Those moments when clothes can succinctly reveal your soul to the world can be so powerful.
In 2003, I bought a pair of Catherine Malandrino black pants ruched below the knee with built-in boot covers from her NY Canyon collection at Century 21. I felt like a badass. A real outlaw. And I was. They were magic pants -- fitted, high-waisted, with boot covers to hide my non-existent spurs and whenever I wore them, people would gravitate to me and ask me a spectrum of questions about things they thought I'd know like, "has the best music ever written been already written" or "how did World War I begin" or "what is the password for Milk and Honey?" I wore these magic pants until their death, which occurred a few years ago inside of Hiro Ballroom at a Daft Punk concert, when the thinning rear fabric split from a few too many booty shakes and so tied my jacket around my waist for the rest of the night.
Malandrino's clothes are always created with a purpose, with a touch of renegade, intellect, and narrative.
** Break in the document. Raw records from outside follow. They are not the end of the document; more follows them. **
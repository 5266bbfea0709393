//! Describes the kinds of 2-point measurements we know about and where their
//! theory predictions live inside the data store.

use crate::Error;

/// A kind of correlation observable
#[derive(Clone, Copy, Debug, PartialEq, Eq, Hash)]
pub enum SpectrumType {
    GalaxyShearEmodeFourier,
    GalaxyShearBmodeFourier,
    GalaxyPositionFourier,
    GalaxyShearPlusReal,
    GalaxyShearMinusReal,
    GalaxyPositionReal,
}

impl SpectrumType {
    pub fn name(&self) -> &'static str {
        match self {
            SpectrumType::GalaxyShearEmodeFourier => "galaxy_shear_emode_fourier",
            SpectrumType::GalaxyShearBmodeFourier => "galaxy_shear_bmode_fourier",
            SpectrumType::GalaxyPositionFourier => "galaxy_position_fourier",
            SpectrumType::GalaxyShearPlusReal => "galaxy_shear_plus_real",
            SpectrumType::GalaxyShearMinusReal => "galaxy_shear_minus_real",
            SpectrumType::GalaxyPositionReal => "galaxy_position_real",
        }
    }

    /// the short code used to label this type in output files
    pub fn code(&self) -> &'static str {
        match self {
            SpectrumType::GalaxyShearEmodeFourier => "GEF",
            SpectrumType::GalaxyShearBmodeFourier => "GBF",
            SpectrumType::GalaxyPositionFourier => "GPF",
            SpectrumType::GalaxyShearPlusReal => "G+R",
            SpectrumType::GalaxyShearMinusReal => "G-R",
            SpectrumType::GalaxyPositionReal => "GPR",
        }
    }
}

/// The variable that a spectrum is tabulated against
#[derive(Clone, Copy, Debug, PartialEq, Eq)]
pub enum AngleKind {
    /// multipole
    Ell,
    /// angular separation
    Theta,
}

impl AngleKind {
    /// the name of the data store value holding the native angle grid
    pub fn value_name(&self) -> &'static str {
        match self {
            AngleKind::Ell => "ell",
            AngleKind::Theta => "theta",
        }
    }
}

/// Where the theory predictions for a [`SpectrumTypePair`] are stored
#[derive(Clone, Copy, Debug, PartialEq, Eq)]
pub struct TypeTableEntry {
    pub section: &'static str,
    pub angle: AngleKind,
    /// prefix of the value-name template `{prefix}_{i}_{j}`
    prefix: &'static str,
}

impl TypeTableEntry {
    /// Instantiate the value-name template for the (1-based) bins `i` and `j`.
    pub fn value_name(&self, i: usize, j: usize) -> String {
        format!("{}_{}_{}", self.prefix, i, j)
    }
}

/// The pair of observables (A, B) that a spectrum correlates
#[derive(Clone, Copy, Debug, PartialEq, Eq, Hash)]
pub struct SpectrumTypePair {
    pub a: SpectrumType,
    pub b: SpectrumType,
}

impl SpectrumTypePair {
    pub fn new(a: SpectrumType, b: SpectrumType) -> Self {
        SpectrumTypePair { a, b }
    }

    /// auto-correlations only store one triangle of bin pairs
    pub fn is_auto(&self) -> bool {
        self.a == self.b
    }

    /// Look up where this pair lives in the data store.
    pub fn table_entry(&self) -> Result<TypeTableEntry, Error> {
        use AngleKind::{Ell, Theta};
        use SpectrumType::*;

        let (section, angle, prefix) = match (self.a, self.b) {
            (GalaxyShearEmodeFourier, GalaxyShearEmodeFourier) => ("shear_cl", Ell, "bin"),
            (GalaxyShearBmodeFourier, GalaxyShearBmodeFourier) => ("shear_cl_bb", Ell, "bin"),
            (GalaxyPositionFourier, GalaxyShearEmodeFourier) => ("galaxy_shear_cl", Ell, "bin"),
            (GalaxyPositionFourier, GalaxyPositionFourier) => ("galaxy_cl", Ell, "bin"),
            (GalaxyPositionReal, GalaxyPositionReal) => ("galaxy_xi", Theta, "bin"),
            (GalaxyShearPlusReal, GalaxyShearPlusReal) => ("shear_xi", Theta, "xiplus"),
            (GalaxyShearMinusReal, GalaxyShearMinusReal) => ("shear_xi", Theta, "ximinus"),
            (GalaxyPositionReal, GalaxyShearPlusReal) => ("galaxy_shear_xi", Theta, "bin"),
            (a, b) => return Err(Error::unknown_type_pair(a.name(), b.name())),
        };
        Ok(TypeTableEntry {
            section,
            angle,
            prefix,
        })
    }

    /// Like [`Self::table_entry`], but also requires that the spectrum is
    /// tabulated against `ell`.
    pub(crate) fn fourier_table_entry(&self) -> Result<TypeTableEntry, Error> {
        let entry = self.table_entry()?;
        if entry.angle != AngleKind::Ell {
            Err(Error::angle_kind(
                self.to_string(),
                entry.angle.value_name(),
            ))
        } else {
            Ok(entry)
        }
    }
}

impl core::fmt::Display for SpectrumTypePair {
    fn fmt(&self, f: &mut core::fmt::Formatter) -> core::fmt::Result {
        write!(f, "({}, {})", self.a.code(), self.b.code())
    }
}

/// Enumerate the (1-based) bin pairs of a spectrum.
///
/// For an auto-correlation (`nbin_b` is `None`), we only visit `j <= i`.
/// Otherwise, we visit the full `nbin_a x nbin_b` grid. In both cases, `i`
/// varies slowest. Pairs are produced lazily, so a bogus bin count costs
/// nothing until the pairs are actually visited.
pub fn bin_pairs(nbin_a: usize, nbin_b: Option<usize>) -> impl Iterator<Item = (usize, usize)> {
    (1..=nbin_a).flat_map(move |i| (1..=nbin_b.unwrap_or(i)).map(move |j| (i, j)))
}

#[cfg(test)]
mod tests {
    use super::*;

    #[test]
    fn bin_pair_counts() {
        for n in 0..6 {
            assert_eq!(bin_pairs(n, None).count(), n * (n + 1) / 2);
            for m in 0..4 {
                assert_eq!(bin_pairs(n, Some(m)).count(), n * m);
            }
        }
    }

    #[test]
    fn bin_pair_order() {
        let auto: Vec<_> = bin_pairs(3, None).collect();
        assert_eq!(auto, [(1, 1), (2, 1), (2, 2), (3, 1), (3, 2), (3, 3)]);
        let cross: Vec<_> = bin_pairs(2, Some(2)).collect();
        assert_eq!(cross, [(1, 1), (1, 2), (2, 1), (2, 2)]);
    }

    #[test]
    fn huge_bin_count() {
        let mut pairs = bin_pairs(usize::MAX, None);
        assert_eq!(pairs.next(), Some((1, 1)));
        assert_eq!(pairs.next(), Some((2, 1)));
        assert_eq!(pairs.next(), Some((2, 2)));

        let mut pairs = bin_pairs(usize::MAX, Some(usize::MAX));
        assert_eq!(pairs.nth(2), Some((1, 3)));
    }

    #[test]
    fn table_lookup() {
        use SpectrumType::*;
        let shear = SpectrumTypePair::new(GalaxyShearEmodeFourier, GalaxyShearEmodeFourier);
        let entry = shear.fourier_table_entry().unwrap();
        assert_eq!(entry.section, "shear_cl");
        assert_eq!(entry.value_name(2, 1), "bin_2_1");
        assert!(shear.is_auto());

        let ggl = SpectrumTypePair::new(GalaxyPositionFourier, GalaxyShearEmodeFourier);
        assert_eq!(ggl.table_entry().unwrap().section, "galaxy_shear_cl");
        assert!(!ggl.is_auto());

        // ordering within the pair matters
        let reversed = SpectrumTypePair::new(GalaxyShearEmodeFourier, GalaxyPositionFourier);
        assert!(reversed.table_entry().is_err());
    }

    #[test]
    fn real_space_is_not_fourier() {
        use SpectrumType::*;
        let xip = SpectrumTypePair::new(GalaxyShearPlusReal, GalaxyShearPlusReal);
        let entry = xip.table_entry().unwrap();
        assert_eq!(entry.angle, AngleKind::Theta);
        assert_eq!(entry.value_name(1, 1), "xiplus_1_1");

        let err = xip.fourier_table_entry().unwrap_err();
        assert!(err.to_string().contains("theta"));
    }
}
At this week's Mercedez-Benz Fashion Week, her fall 2013 collection, "La Normandie" brought me to my knees. Two artists, Émile Ruhlmann and Kazimir Malevich, both born in 1879, inspired the collection, Malandrino said in an interview. Emile Ruhlmann, an exquisite French art deco furniture and interior designer known for his "precious pieces" that used many rare forms of wood making use of simple forms and "imperceptible curves." His designs are quiet, disciplined, and simply aesthetic. While Russian Kazimir Malevich, one of most prolific abstract artists of the early 20th century, created geometric compositions that were unapologetically irreverent, political, and demanding. Both of these men were great authors of their time.
And Malandrino, one of the great authors of our time has created an original, non-derivative collection linked subtlety to her muses. An urgent narrative-Malevich with Suprematism, Ruhlmann with defining timeless design, and Malandrino, creating "moments of sensuality," links all these artists.